LSN : Que diriez-vous des récentes affirmations de Mgr Franz-Josef Bode (président de la Commission pastorale de la Conférence Episcopale Allemande) que l'Eglise catholique doit de plus en plus s'adapter aux « réalités de la vie » des gens d'aujourd'hui et, en conséquence, adapter son enseignement moral ? Je suis convaincu que vous, en tant qu'historien de l'Eglise, avez devant les yeux d'autres exemples dans l'histoire de l'Eglise, lorsqu'elle subissait des pressions extérieures afin de changer l'enseignement du Christ. Pourriez-vous en citer quelques-uns, et comment l'Eglise a-t-elle réagi à ces attaques ?

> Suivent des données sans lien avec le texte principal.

//! Wrapper around [MediaStreamTrack][1].
//!
//! [1]: https://w3.org/TR/mediacapture-streams/#mediastreamtrack

use derive_more::{AsRef, Display};
use wasm_bindgen::JsValue;

use crate::platform::get_property_by_name;

/// Value of the [`contentHint`][1] attribute of a video
/// [MediaStreamTrack][2].
///
/// Suggests whether encoders should optimize the track for motion or for
/// detail.
///
/// [1]: https://w3.org/TR/mst-content-hint/#dom-mediastreamtrack-contenthint
/// [2]: https://w3.org/TR/mediacapture-streams/#mediastreamtrack
#[derive(Clone, Copy, Debug, Display, Eq, PartialEq)]
pub enum ContentHint {
    /// No hint has been provided for the track.
    #[display(fmt = "")]
    None,

    /// Track contains video where motion is important.
    #[display(fmt = "motion")]
    Motion,

    /// Track contains video where detail is important.
    #[display(fmt = "detail")]
    Detail,
}

impl ContentHint {
    /// Returns the hint this one flips to: `detail` flips to `motion`,
    /// anything else flips to `detail`.
    #[must_use]
    pub fn flipped(self) -> Self {
        match self {
            Self::Detail => Self::Motion,
            Self::Motion | Self::None => Self::Detail,
        }
    }

    /// Parses a [`ContentHint`] out of the attribute's string value.
    ///
    /// Unknown and empty values map to [`ContentHint::None`].
    fn from_attr(value: &str) -> Self {
        match value {
            "motion" => Self::Motion,
            "detail" => Self::Detail,
            _ => Self::None,
        }
    }
}

/// Wrapper around [MediaStreamTrack][1].
///
/// [1]: https://w3.org/TR/mediacapture-streams/#mediastreamtrack
#[derive(AsRef, Clone, Debug)]
pub struct MediaStreamTrack {
    #[as_ref]
    sys_track: web_sys::MediaStreamTrack,
}

impl<T> From<T> for MediaStreamTrack
where
    web_sys::MediaStreamTrack: From<T>,
{
    fn from(from: T) -> MediaStreamTrack {
        MediaStreamTrack {
            sys_track: web_sys::MediaStreamTrack::from(from),
        }
    }
}

impl MediaStreamTrack {
    /// Returns [`id`][1] of the underlying [MediaStreamTrack][2].
    ///
    /// [1]: https://w3.org/TR/mediacapture-streams/#dom-mediastreamtrack-id
    /// [2]: https://w3.org/TR/mediacapture-streams/#mediastreamtrack
    pub fn id(&self) -> String {
        self.sys_track.id()
    }

    /// Returns [`contentHint`][1] of the underlying [MediaStreamTrack][2].
    ///
    /// Read via reflection, since `web-sys` doesn't expose this attribute.
    ///
    /// [1]: https://w3.org/TR/mst-content-hint/#dom-mediastreamtrack-contenthint
    /// [2]: https://w3.org/TR/mediacapture-streams/#mediastreamtrack
    pub fn content_hint(&self) -> ContentHint {
        get_property_by_name(&self.sys_track, "contentHint", |v| v.as_string())
            .map_or(ContentHint::None, |v| ContentHint::from_attr(&v))
    }

    /// Changes [`contentHint`][1] of the underlying [MediaStreamTrack][2].
    ///
    /// [1]: https://w3.org/TR/mst-content-hint/#dom-mediastreamtrack-contenthint
    /// [2]: https://w3.org/TR/mediacapture-streams/#mediastreamtrack
    pub fn set_content_hint(&self, hint: ContentHint) {
        let _ = js_sys::Reflect::set(
            self.sys_track.as_ref(),
            &JsValue::from_str("contentHint"),
            &JsValue::from_str(&hint.to_string()),
        );
    }

    /// Flips the track's content hint between `detail` and `motion`,
    /// returning the newly applied value.
    pub fn flip_content_hint(&self) -> ContentHint {
        let flipped = self.content_hint().flipped();
        self.set_content_hint(flipped);
        flipped
    }

    /// Changes [`readyState`][1] of the underlying [MediaStreamTrack][2] to
    /// [`ended`][3].
    ///
    /// [1]: https://tinyurl.com/w3-streams#dom-mediastreamtrack-readystate
    /// [2]: https://w3.org/TR/mediacapture-streams/#mediastreamtrack
    /// [3]: https://tinyurl.com/w3-streams#idl-def-MediaStreamTrackState.ended
    pub fn stop(&self) {
        self.sys_track.stop()
    }
}

#[cfg(test)]
mod tests {
    use super::ContentHint;

    #[test]
    fn detail_and_motion_flip_into_each_other() {
        assert_eq!(ContentHint::Detail.flipped(), ContentHint::Motion);
        assert_eq!(ContentHint::Motion.flipped(), ContentHint::Detail);
    }

    #[test]
    fn unset_hint_flips_to_detail() {
        assert_eq!(ContentHint::None.flipped(), ContentHint::Detail);
    }

    #[test]
    fn double_flip_restores_original_hint() {
        for hint in &[ContentHint::Motion, ContentHint::Detail] {
            assert_eq!(hint.flipped().flipped(), *hint);
        }
    }

    #[test]
    fn attr_value_round_trips() {
        for hint in &[ContentHint::Motion, ContentHint::Detail] {
            assert_eq!(ContentHint::from_attr(&hint.to_string()), *hint);
        }
        assert_eq!(ContentHint::from_attr(""), ContentHint::None);
        assert_eq!(ContentHint::from_attr("text"), ContentHint::None);
    }
}
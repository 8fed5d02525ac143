//! Wiring of the demo page controls.

use std::{cell::RefCell, mem, rc::Rc};

use derive_more::Display;
use tracerr::Traced;
use wasm_bindgen::{closure::Closure, JsCast};
use web_sys::{Event, HtmlCollection, HtmlElement};

use crate::{
    gallery::Gallery,
    platform::{
        self, EventListener, EventListenerBindError, MediaStreamTrack,
    },
};

/// Interval between automatic content hint flips, in milliseconds.
pub const AUTO_FLIP_INTERVAL_MS: i32 = 300;

/// Id of the element displaying the current content hint.
const HINT_LABEL_ID: &str = "contentHintLabel1";

/// CSS class marking a button whose toggled state is on.
const ACTIVE_CLASS: &str = "active";

/// Errors that may occur while wiring the demo page controls.
#[derive(Debug, Display)]
pub enum UiError {
    /// Demo page misses one of its fixed elements.
    #[display(fmt = "demo page misses element: {}", _0)]
    MissingElement(&'static str),

    /// Failed to bind a button click handler.
    #[display(fmt = "failed to bind click handler: {}", _0)]
    BindHandler(EventListenerBindError),

    /// Interval timer registration was rejected by the browser.
    #[display(fmt = "failed to start flip interval: {}", _0)]
    StartInterval(platform::Error),
}

impl From<EventListenerBindError> for UiError {
    fn from(err: EventListenerBindError) -> Self {
        Self::BindHandler(err)
    }
}

type Result<T> = std::result::Result<T, Traced<UiError>>;

/// Owner of a `setInterval` registration, clearing it on [`Drop`].
struct IntervalHandle {
    id: i32,
    _closure: Closure<dyn FnMut()>,
}

impl Drop for IntervalHandle {
    fn drop(&mut self) {
        platform::window().clear_interval_with_handle(self.id);
    }
}

/// State of the automatic content hint flipping.
enum AutoFlip {
    /// No flipping is scheduled.
    Stopped,

    /// A flip fires on every interval tick until stopped.
    Running(IntervalHandle),
}

/// Context of one demo page: the outgoing track under control, the
/// gallery, and the state the button handlers mutate.
///
/// Holds what would otherwise be page-level globals as explicit fields;
/// every handler closes over an [`Rc`] of this context, keeping it alive
/// for the page lifetime.
pub struct DemoSession {
    /// Outgoing video track whose content hint the buttons flip.
    track: MediaStreamTrack,

    /// Element displaying the currently applied content hint.
    hint_label: HtmlElement,

    /// Gallery shared with the frame pipe.
    gallery: Gallery,

    /// Automatic flipping state.
    auto_flip: RefCell<AutoFlip>,

    /// Button toggling the automatic flipping, kept for kicking it off
    /// programmatically after setup.
    auto_button: Rc<HtmlElement>,

    /// Bound click handlers; dropping them would unbind the buttons.
    listeners: RefCell<Vec<EventListener<HtmlElement, Event>>>,
}

impl DemoSession {
    /// Creates a session over the outgoing `track` and wires the four
    /// demo buttons, taken in tag order from the page.
    ///
    /// # Errors
    ///
    /// Errors if one of the page's fixed elements is missing or a click
    /// handler cannot be bound.
    pub fn wire(track: MediaStreamTrack, gallery: Gallery) -> Result<Rc<Self>> {
        let document = platform::document();
        let hint_label = document
            .get_element_by_id(HINT_LABEL_ID)
            .and_then(|el| el.dyn_into::<HtmlElement>().ok())
            .ok_or_else(|| {
                tracerr::new!(UiError::MissingElement(HINT_LABEL_ID))
            })?;

        let buttons = document.get_elements_by_tag_name("button");
        let flip_button = button_at(&buttons, 0, "flip content hint")?;
        let auto_button = button_at(&buttons, 1, "automatic flip content hint")?;
        let gallery_button = button_at(&buttons, 2, "toggle gallery recording")?;
        let clear_button = button_at(&buttons, 3, "clear gallery recording")?;

        let session = Rc::new(Self {
            track,
            hint_label,
            gallery,
            auto_flip: RefCell::new(AutoFlip::Stopped),
            auto_button: Rc::clone(&auto_button),
            listeners: RefCell::new(Vec::new()),
        });

        set_active(&gallery_button, session.gallery.enabled());

        session.bind(&flip_button, |s, _| s.flip_content_hint())?;
        session.bind(&auto_button, |s, btn| s.toggle_auto_flip(btn))?;
        session.bind(&gallery_button, |s, btn| s.toggle_gallery(btn))?;
        session.bind(&clear_button, |s, _| s.clear_gallery())?;

        Ok(session)
    }

    /// Flips the outgoing track's content hint and reflects the newly
    /// applied value in the page label.
    pub fn flip_content_hint(&self) {
        let hint = self.track.flip_content_hint();
        self.hint_label.set_inner_text(&hint.to_string());
    }

    /// Starts the [`AUTO_FLIP_INTERVAL_MS`] flip interval, or cancels it
    /// if it's already running.
    pub fn toggle_auto_flip(self: &Rc<Self>, button: &HtmlElement) {
        let mut auto_flip = self.auto_flip.borrow_mut();
        *auto_flip = match mem::replace(&mut *auto_flip, AutoFlip::Stopped) {
            // The interval is cleared by the handle drop.
            AutoFlip::Running(_) => AutoFlip::Stopped,
            AutoFlip::Stopped => match self.start_flip_interval() {
                Ok(handle) => AutoFlip::Running(handle),
                Err(e) => {
                    log::error!("{}", e);
                    AutoFlip::Stopped
                }
            },
        };
        set_active(button, matches!(*auto_flip, AutoFlip::Running(_)));
    }

    /// Starts the automatic flipping, as the demo page does right after
    /// setup.
    pub fn begin_auto_flip(self: &Rc<Self>) {
        if !self.auto_flip_running() {
            let button = Rc::clone(&self.auto_button);
            self.toggle_auto_flip(&button);
        }
    }

    /// Indicates whether automatic flipping currently runs.
    #[must_use]
    pub fn auto_flip_running(&self) -> bool {
        matches!(*self.auto_flip.borrow(), AutoFlip::Running(_))
    }

    /// Flips the gallery-enabled flag.
    pub fn toggle_gallery(&self, button: &HtmlElement) {
        set_active(button, self.gallery.toggle());
    }

    /// Removes all captured thumbnails from the page.
    pub fn clear_gallery(&self) {
        self.gallery.clear();
    }

    /// Binds `handler` to clicks of the provided button, keeping the
    /// subscription alive within this session.
    fn bind<F>(
        self: &Rc<Self>,
        button: &Rc<HtmlElement>,
        handler: F,
    ) -> Result<()>
    where
        F: Fn(&Rc<Self>, &HtmlElement) + 'static,
    {
        let session = Rc::clone(self);
        let btn = Rc::clone(button);
        let listener = EventListener::new_mut(
            Rc::clone(button),
            "click",
            move |_: Event| handler(&session, &btn),
        )
        .map_err(tracerr::map_from_and_wrap!(=> UiError))?;
        self.listeners.borrow_mut().push(listener);
        Ok(())
    }

    /// Schedules [`DemoSession::flip_content_hint`] on every interval
    /// tick.
    fn start_flip_interval(self: &Rc<Self>) -> Result<IntervalHandle> {
        let session = Rc::clone(self);
        let closure = Closure::wrap(
            Box::new(move || session.flip_content_hint()) as Box<dyn FnMut()>,
        );
        let id = platform::window()
            .set_interval_with_callback_and_timeout_and_arguments_0(
                closure.as_ref().unchecked_ref(),
                AUTO_FLIP_INTERVAL_MS,
            )
            .map_err(platform::Error::from)
            .map_err(UiError::StartInterval)
            .map_err(tracerr::wrap!())?;
        Ok(IntervalHandle {
            id,
            _closure: closure,
        })
    }
}

/// Returns the `index`th button of the page with its label set.
fn button_at(
    buttons: &HtmlCollection,
    index: u32,
    label: &str,
) -> Result<Rc<HtmlElement>> {
    let button = buttons
        .item(index)
        .and_then(|el| el.dyn_into::<HtmlElement>().ok())
        .ok_or_else(|| tracerr::new!(UiError::MissingElement("button")))?;
    button.set_inner_text(label);
    Ok(Rc::new(button))
}

/// Toggles the `active` CSS class of a button, mirroring a boolean state.
fn set_active(button: &HtmlElement, active: bool) {
    let _ = button.class_list().toggle_with_force(ACTIVE_CLASS, active);
}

WB : Il est absolument clair, et ce n'est pas nouveau non plus, que la proclamation de l'enseignement de l'Eglise doit s'adapter aux situations concrètes de la vie de la société et de l'individu, si nous voulons que le message soit entendu. Mais cela s'applique seulement à la manière de la proclamation, et pas du tout à son contenu inviolable. Une adaptation de l'enseignement moral n'est pas acceptable. « Ne vous conformez pas au monde » dit l'apôtre saint Paul. Si Mgr Bode enseigne quelque chose de différent, il se trouve en contradiction avec l'enseignement de l'Eglise. Est-il conscient de cela ?

LSN : L'Eglise catholique en Allemagne est-elle autorisée à emprunter son propre chemin dans la question de l'admission des couples remariés à la Sainte Eucharistie et à décider ainsi indépendamment de Rome, comme l'a affirmé le cardinal Reinhard Marx après la récente rencontre de la Conférence Episcopale Allemande ?

WB : Les affirmations bien connues du cardinal Marx sont en contradiction avec le dogme de l'Eglise. Elles sont irresponsables du point de vue pastoral, parce qu’elles exposent les fidèles à la confusion et au doute. S'il pense qu'il peut prendre au niveau national un chemin indépendant, il mettra en danger l'unité de l'Eglise. Il demeure que les normes contraignantes de tout l'enseignement et de la pratique de l'Eglise sont ses doctrines clairement définies.